Problem requirements :: Each entry that follows should be retyped in full and exactly.

Records for the exercise ::
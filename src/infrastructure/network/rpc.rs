// SPDX-License-Identifier: MIT
// SPDX-FileCopyrightText: 2026 ® John Hauger Mitander <john@mitander.dev>

use crate::common::error::AppError;
use crate::common::parsing::parse_revert_reason;
use crate::common::retry::{poll_until, retry_async};
use crate::data::artifacts::ArtifactRegistry;
use crate::data::contracts::{
    ICoveragePool, ILendingPoolAddressesProvider, ILendingPoolConfigurator, IWETHGateway,
};
use crate::domain::constants::ContractId;
use crate::network::chain::{ConfirmedTx, ProtocolChain};
use crate::network::provider::{ConnectionFactory, SignerProvider};
use alloy::network::{ReceiptResponse, TransactionBuilder};
use alloy::primitives::{Address, B256, U256};
use alloy::providers::Provider;
use alloy::rpc::types::TransactionRequest;
use std::fmt::Display;
use std::time::Duration;

/// Confirmation tuning for [`RpcChain::wait_for_tx`].
#[derive(Debug, Clone, Copy)]
pub struct ReceiptPolicy {
    pub poll_interval: Duration,
    pub timeout: Duration,
    pub confirmations: u64,
}

pub struct RpcChain {
    network: String,
    provider: SignerProvider,
    signers: Vec<Address>,
    artifacts: ArtifactRegistry,
    receipts: ReceiptPolicy,
}

impl RpcChain {
    pub async fn connect(
        network: &str,
        rpc_url: &str,
        wallet_keys: &[String],
        artifacts: ArtifactRegistry,
        receipts: ReceiptPolicy,
    ) -> Result<Self, AppError> {
        let (provider, signers) = ConnectionFactory::signer_http(rpc_url, wallet_keys)?;

        let probe = provider.clone();
        let chain_id = retry_async(
            move |_| {
                let probe = probe.clone();
                async move { probe.get_chain_id().await }
            },
            3,
            Duration::from_millis(200),
        )
        .await
        .map_err(|e| AppError::Connection(format!("chain_id probe failed for {rpc_url}: {e}")))?;

        tracing::info!(
            target: "rpc",
            network,
            chain_id,
            deployer = %signers.first().map(|a| format!("{a:#x}")).unwrap_or_default(),
            signers = signers.len(),
            "Connected"
        );

        Ok(Self {
            network: network.to_string(),
            provider,
            signers,
            artifacts,
            receipts,
        })
    }

    async fn send(&self, tx: TransactionRequest) -> Result<B256, AppError> {
        let pending = self
            .provider
            .send_transaction(tx)
            .await
            .map_err(classify_send_error)?;
        let hash = *pending.tx_hash();
        tracing::debug!(target: "rpc", tx = %format!("{hash:#x}"), "Transaction submitted");
        Ok(hash)
    }

    async fn wait_for_confirmations(&self, mined_at: u64) -> Result<(), AppError> {
        let target = mined_at + self.receipts.confirmations.saturating_sub(1);
        let provider = &self.provider;
        let reached = poll_until(
            || async move {
                let head = provider.get_block_number().await.map_err(|e| {
                    tracing::warn!(target: "rpc", error = %e, "Block number read failed; retrying");
                    AppError::Connection(format!("block number: {e}"))
                })?;
                Ok::<_, AppError>((head >= target).then_some(head))
            },
            self.receipts.poll_interval,
            self.receipts.timeout,
        )
        .await?;
        if reached.is_none() {
            return Err(AppError::Connection(format!(
                "block {target} not reached within {:?}",
                self.receipts.timeout
            )));
        }
        Ok(())
    }
}

/// Reverts become [`AppError::Reverted`]; anything else is a transport problem.
fn classify_send_error(err: impl Display) -> AppError {
    let message = err.to_string();
    match parse_revert_reason(&message) {
        Some(reason) => AppError::Reverted(reason),
        None => AppError::Connection(message),
    }
}

impl ProtocolChain for RpcChain {
    fn network(&self) -> &str {
        &self.network
    }

    fn signers(&self) -> &[Address] {
        &self.signers
    }

    async fn deploy(&self, id: ContractId) -> Result<B256, AppError> {
        let deployer = self.deployer()?;
        let code = self.artifacts.deployable(id.artifact_name())?;
        let tx = TransactionRequest::default()
            .with_from(deployer)
            .with_deploy_code(code.clone());
        tracing::info!(
            target: "deploy",
            contract = %id,
            bytes = code.len(),
            "Submitting creation transaction"
        );
        self.send(tx).await
    }

    async fn wait_for_tx(&self, hash: B256) -> Result<ConfirmedTx, AppError> {
        let provider = &self.provider;
        let receipt = poll_until(
            || async move {
                provider.get_transaction_receipt(hash).await.map_err(|e| {
                    tracing::warn!(
                        target: "rpc",
                        tx = %format!("{hash:#x}"),
                        error = %e,
                        "Receipt read failed; retrying"
                    );
                    AppError::Connection(format!("receipt fetch: {e}"))
                })
            },
            self.receipts.poll_interval,
            self.receipts.timeout,
        )
        .await?
        .ok_or_else(|| AppError::Transaction {
            hash: format!("{hash:#x}"),
            reason: format!("not mined within {:?}", self.receipts.timeout),
        })?;

        if !receipt.status() {
            return Err(AppError::Transaction {
                hash: format!("{hash:#x}"),
                reason: "reverted".into(),
            });
        }
        let block_number = receipt.block_number().unwrap_or_default();
        self.wait_for_confirmations(block_number).await?;

        Ok(ConfirmedTx {
            hash,
            block_number,
            contract_address: receipt.contract_address(),
        })
    }

    async fn set_coverage_pool_impl(
        &self,
        from: Address,
        provider: Address,
        implementation: Address,
    ) -> Result<B256, AppError> {
        let contract = ILendingPoolAddressesProvider::new(provider, self.provider.clone());
        let tx = contract
            .setCoveragePoolImpl(implementation)
            .from(from)
            .into_transaction_request();
        self.send(tx).await
    }

    async fn coverage_pool(&self, provider: Address) -> Result<Address, AppError> {
        ILendingPoolAddressesProvider::new(provider, self.provider.clone())
            .getCoveragePool()
            .call()
            .await
            .map_err(classify_send_error)
    }

    async fn lending_pool_configurator(&self, provider: Address) -> Result<Address, AppError> {
        ILendingPoolAddressesProvider::new(provider, self.provider.clone())
            .getLendingPoolConfigurator()
            .call()
            .await
            .map_err(classify_send_error)
    }

    async fn set_pool_pause(
        &self,
        from: Address,
        configurator: Address,
        paused: bool,
    ) -> Result<B256, AppError> {
        let tx = ILendingPoolConfigurator::new(configurator, self.provider.clone())
            .setPoolPause(paused)
            .from(from)
            .into_transaction_request();
        self.send(tx).await
    }

    async fn deposit_eth(
        &self,
        from: Address,
        gateway: Address,
        lending_pool: Address,
        on_behalf_of: Address,
        referral_code: u16,
        value: U256,
    ) -> Result<B256, AppError> {
        let tx = IWETHGateway::new(gateway, self.provider.clone())
            .depositETH(lending_pool, on_behalf_of, referral_code)
            .from(from)
            .value(value)
            .into_transaction_request();
        self.send(tx).await
    }

    async fn value_of_token(
        &self,
        pool: Address,
        token: Address,
        index: U256,
    ) -> Result<U256, AppError> {
        ICoveragePool::new(pool, self.provider.clone())
            .valueOfToken(token, index)
            .call()
            .await
            .map_err(classify_send_error)
    }

    async fn initialize_bond(
        &self,
        from: Address,
        pool: Address,
        asset: Address,
        bond: Address,
    ) -> Result<B256, AppError> {
        let tx = ICoveragePool::new(pool, self.provider.clone())
            .initializeBond(asset, bond)
            .from(from)
            .into_transaction_request();
        self.send(tx).await
    }
}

Task response ::
filename src/infrastructure/network/rpc.rs
// SPDX-License-Identifier: MIT
// SPDX-FileCopyrightText: 2026 ® John Hauger Mitander <john@mitander.dev>

use crate::common::error::AppError;
use crate::common::parsing::parse_revert_reason;
use crate::common::retry::{poll_until, retry_async};
use crate::data::artifacts::ArtifactRegistry;
use crate::data::contracts::{
    ICoveragePool, ILendingPoolAddressesProvider, ILendingPoolConfigurator, IWETHGateway,
};
use crate::domain::constants::ContractId;
use crate::network::chain::{ConfirmedTx, ProtocolChain};
use crate::network::provider::{ConnectionFactory, SignerProvider};
use alloy::network::{ReceiptResponse, TransactionBuilder};
use alloy::primitives::{Address, B256, U256};
use alloy::providers::Provider;
use alloy::rpc::types::TransactionRequest;
use std::fmt::Display;
use std::time::Duration;

/// Confirmation tuning for [`RpcChain::wait_for_tx`].
#[derive(Debug, Clone, Copy)]
pub struct ReceiptPolicy {
    pub poll_interval: Duration,
    pub timeout: Duration,
    pub confirmations: u64,
}

pub struct RpcChain {
    network: String,
    provider: SignerProvider,
    signers: Vec<Address>,
    artifacts: ArtifactRegistry,
    receipts: ReceiptPolicy,
}

impl RpcChain {
    pub async fn connect(
        network: &str,
        rpc_url: &str,
        wallet_keys: &[String],
        artifacts: ArtifactRegistry,
        receipts: ReceiptPolicy,
    ) -> Result<Self, AppError> {
        let (provider, signers) = ConnectionFactory::signer_http(rpc_url, wallet_keys)?;

        let probe = provider.clone();
        let chain_id = retry_async(
            move |_| {
                let probe = probe.clone();
                async move { probe.get_chain_id().await }
            },
            3,
            Duration::from_millis(200),
        )
        .await
        .map_err(|e| AppError::Connection(format!("chain_id probe failed for {rpc_url}: {e}")))?;

        tracing::info!(
            target: "rpc",
            network,
            chain_id,
            deployer = %signers.first().map(|a| format!("{a:#x}")).unwrap_or_default(),
            signers = signers.len(),
            "Connected"
        );

        Ok(Self {
            network: network.to_string(),
            provider,
            signers,
            artifacts,
            receipts,
        })
    }

    async fn send(&self, tx: TransactionRequest) -> Result<B256, AppError> {
        let pending = self
            .provider
            .send_transaction(tx)
            .await
            .map_err(classify_send_error)?;
        let hash = *pending.tx_hash();
        tracing::debug!(target: "rpc", tx = %format!("{hash:#x}"), "Transaction submitted");
        Ok(hash)
    }

    async fn wait_for_confirmations(&self, mined_at: u64) -> Result<(), AppError> {
        let target = mined_at + self.receipts.confirmations.saturating_sub(1);
        let provider = &self.provider;
        let reached = poll_until(
            || async move {
                let head = provider.get_block_number().await.map_err(|e| {
                    tracing::warn!(target: "rpc", error = %e, "Block number read failed; retrying");
                    AppError::Connection(format!("block number: {e}"))
                })?;
                Ok::<_, AppError>((head >= target).then_some(head))
            },
            self.receipts.poll_interval,
            self.receipts.timeout,
        )
        .await?;
        if reached.is_none() {
            return Err(AppError::Connection(format!(
                "block {target} not reached within {:?}",
                self.receipts.timeout
            )));
        }
        Ok(())
    }
}

/// Reverts become [`AppError::Reverted`]; anything else is a transport problem.
fn classify_send_error(err: impl Display) -> AppError {
    let message = err.to_string();
    match parse_revert_reason(&message) {
        Some(reason) => AppError::Reverted(reason),
        None => AppError::Connection(message),
    }
}

impl ProtocolChain for RpcChain {
    fn network(&self) -> &str {
        &self.network
    }

    fn signers(&self) -> &[Address] {
        &self.signers
    }

    async fn deploy(&self, id: ContractId) -> Result<B256, AppError> {
        let deployer = self.deployer()?;
        let code = self.artifacts.deployable(id.artifact_name())?;
        let tx = TransactionRequest::default()
            .with_from(deployer)
            .with_deploy_code(code.clone());
        tracing::info!(
            target: "deploy",
            contract = %id,
            bytes = code.len(),
            "Submitting creation transaction"
        );
        self.send(tx).await
    }

    async fn wait_for_tx(&self, hash: B256) -> Result<ConfirmedTx, AppError> {
        let provider = &self.provider;
        let receipt = poll_until(
            || async move {
                provider.get_transaction_receipt(hash).await.map_err(|e| {
                    tracing::warn!(
                        target: "rpc",
                        tx = %format!("{hash:#x}"),
                        error = %e,
                        "Receipt read failed; retrying"
                    );
                    AppError::Connection(format!("receipt fetch: {e}"))
                })
            },
            self.receipts.poll_interval,
            self.receipts.timeout,
        )
        .await?
        .ok_or_else(|| AppError::Transaction {
            hash: format!("{hash:#x}"),
            reason: format!("not mined within {:?}", self.receipts.timeout),
        })?;

        if !receipt.status() {
            return Err(AppError::Transaction {
                hash: format!("{hash:#x}"),
                reason: "reverted".into(),
            });
        }
        let block_number = receipt.block_number().unwrap_or_default();
        self.wait_for_confirmations(block_number).await?;

        Ok(ConfirmedTx {
            hash,
            block_number,
            contract_address: receipt.contract_address(),
        })
    }

    async fn set_coverage_pool_impl(
        &self,
        from: Address,
        provider: Address,
        implementation: Address,
    ) -> Result<B256, AppError> {
        let contract = ILendingPoolAddressesProvider::new(provider, self.provider.clone());
        let tx = contract
            .setCoveragePoolImpl(implementation)
            .from(from)
            .into_transaction_request();
        self.send(tx).await
    }

    async fn coverage_pool(&self, provider: Address) -> Result<Address, AppError> {
        ILendingPoolAddressesProvider::new(provider, self.provider.clone())
            .getCoveragePool()
            .call()
            .await
            .map_err(classify_send_error)
    }

    async fn lending_pool_configurator(&self, provider: Address) -> Result<Address, AppError> {
        ILendingPoolAddressesProvider::new(provider, self.provider.clone())
            .getLendingPoolConfigurator()
            .call()
            .await
            .map_err(classify_send_error)
    }

    async fn set_pool_pause(
        &self,
        from: Address,
        configurator: Address,
        paused: bool,
    ) -> Result<B256, AppError> {
        let tx = ILendingPoolConfigurator::new(configurator, self.provider.clone())
            .setPoolPause(paused)
            .from(from)
            .into_transaction_request();
        self.send(tx).await
    }

    async fn deposit_eth(
        &self,
        from: Address,
        gateway: Address,
        lending_pool: Address,
        on_behalf_of: Address,
        referral_code: u16,
        value: U256,
    ) -> Result<B256, AppError> {
        let tx = IWETHGateway::new(gateway, self.provider.clone())
            .depositETH(lending_pool, on_behalf_of, referral_code)
            .from(from)
            .value(value)
            .into_transaction_request();
        self.send(tx).await
    }

    async fn value_of_token(
        &self,
        pool: Address,
        token: Address,
        index: U256,
    ) -> Result<U256, AppError> {
        ICoveragePool::new(pool, self.provider.clone())
            .valueOfToken(token, index)
            .call()
            .await
            .map_err(classify_send_error)
    }

    async fn initialize_bond(
        &self,
        from: Address,
        pool: Address,
        asset: Address,
        bond: Address,
    ) -> Result<B256, AppError> {
        let tx = ICoveragePool::new(pool, self.provider.clone())
            .initializeBond(asset, bond)
            .from(from)
            .into_transaction_request();
        self.send(tx).await
    }
}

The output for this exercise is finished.